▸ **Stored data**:

────────────────────────────────────────

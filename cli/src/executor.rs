//! Sign, submit and read back
//!
//! Every network round trip goes through [`ChainClient`]. Calls are awaited one
//! at a time; there is no retry. Failures are passed through verbatim.

use crate::context::ClusterContext;
use crate::error::{CliError, CliResult};
use crate::state::ProgramAccount;
use crate::tx_builder::PendingTransaction;
use anyhow::{Context, Result};
use solana_client::{nonblocking::rpc_client::RpcClient, rpc_config::RpcSendTransactionConfig};
use solana_sdk::{
    commitment_config::CommitmentConfig,
    hash::Hash,
    message::Message,
    packet::PACKET_DATA_SIZE,
    pubkey::Pubkey,
    signature::{Signature, Signer},
    transaction::Transaction,
};

/// The RPC surface the CLI needs
#[allow(async_fn_in_trait)]
pub trait ChainClient {
    async fn latest_blockhash(&self) -> Result<Hash>;

    /// Broadcast and wait for confirmation at the client's commitment level
    async fn send_and_confirm(&self, transaction: &Transaction) -> Result<Signature>;

    async fn account_data(&self, address: &Pubkey) -> Result<Vec<u8>>;
}

/// JSON-RPC backed chain client
pub struct RpcChain {
    client: RpcClient,
    commitment: CommitmentConfig,
    skip_preflight: bool,
}

impl RpcChain {
    pub fn new(ctx: &ClusterContext) -> Self {
        Self {
            client: RpcClient::new_with_commitment(ctx.endpoint.clone(), ctx.commitment),
            commitment: ctx.commitment,
            skip_preflight: ctx.settings.skip_preflight,
        }
    }
}

impl ChainClient for RpcChain {
    async fn latest_blockhash(&self) -> Result<Hash> {
        self.client
            .get_latest_blockhash()
            .await
            .context("Failed to get latest blockhash")
    }

    async fn send_and_confirm(&self, transaction: &Transaction) -> Result<Signature> {
        let config = RpcSendTransactionConfig {
            skip_preflight: self.skip_preflight,
            preflight_commitment: Some(self.commitment.commitment),
            ..RpcSendTransactionConfig::default()
        };

        let signature = self
            .client
            .send_and_confirm_transaction_with_spinner_and_config(
                transaction,
                self.commitment,
                config,
            )
            .await?;
        Ok(signature)
    }

    async fn account_data(&self, address: &Pubkey) -> Result<Vec<u8>> {
        self.client
            .get_account_data(address)
            .await
            .context(format!("Failed to get account {}", address))
    }
}

/// Sign `pending` with the context payer plus its own co-signers, submit, and
/// wait for confirmation.
pub async fn execute<C: ChainClient>(
    chain: &C,
    ctx: &ClusterContext,
    pending: PendingTransaction,
) -> CliResult<Signature> {
    if pending.instructions.is_empty() {
        return Err(CliError::submission("no instructions to submit"));
    }

    let payer = ctx.payer.pubkey();
    let recent_blockhash = chain
        .latest_blockhash()
        .await
        .map_err(|e| CliError::submission(format!("{:#}", e)))?;

    let transaction = sign(&pending, ctx, &payer, recent_blockhash)?;

    let size = bincode::serialize(&transaction)
        .map_err(CliError::submission)?
        .len();
    log::debug!(
        "Submitting {} instruction(s), {} signer(s), {} bytes",
        pending.instructions.len(),
        transaction.signatures.len(),
        size
    );
    if size > PACKET_DATA_SIZE {
        return Err(CliError::Submission(format!(
            "transaction is {} bytes, limit is {}",
            size, PACKET_DATA_SIZE
        )));
    }

    let signature = chain
        .send_and_confirm(&transaction)
        .await
        .map_err(|e| CliError::submission(format!("{:#}", e)))?;

    log::info!("Transaction confirmed: {}", signature);
    Ok(signature)
}

fn sign(
    pending: &PendingTransaction,
    ctx: &ClusterContext,
    payer: &Pubkey,
    recent_blockhash: Hash,
) -> CliResult<Transaction> {
    let message = Message::new(&pending.instructions, Some(payer));
    let mut transaction = Transaction::new_unsigned(message);

    let mut signers: Vec<&dyn Signer> = vec![&ctx.payer];
    signers.extend(pending.signers.iter().map(|kp| kp as &dyn Signer));

    transaction
        .try_sign(&signers, recent_blockhash)
        .map_err(CliError::submission)?;
    Ok(transaction)
}

/// Fetch and decode a program account after submission. Failures are
/// [`CliError::ReadBack`]; the transaction has already landed.
pub async fn fetch_account<C: ChainClient, T: ProgramAccount>(
    chain: &C,
    address: &Pubkey,
) -> CliResult<T> {
    load_account(chain, address)
        .await
        .map_err(|e| CliError::read_back(format!("{:#}", e)))
}

/// Fetch and decode a program account, leaving the error class to the caller
pub async fn load_account<C: ChainClient, T: ProgramAccount>(
    chain: &C,
    address: &Pubkey,
) -> Result<T> {
    let data = chain.account_data(address).await?;
    T::from_account_data(&data).map_err(|e| anyhow::anyhow!("{} at {}: {}", T::NAME, address, e))
}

────────────────────────────────────────

The exercise is to copy out every line above that has the word "confirmation" in it.

▸ **Task response**:
    /// Broadcast and wait for confirmation at the client's commitment level
/// wait for confirmation.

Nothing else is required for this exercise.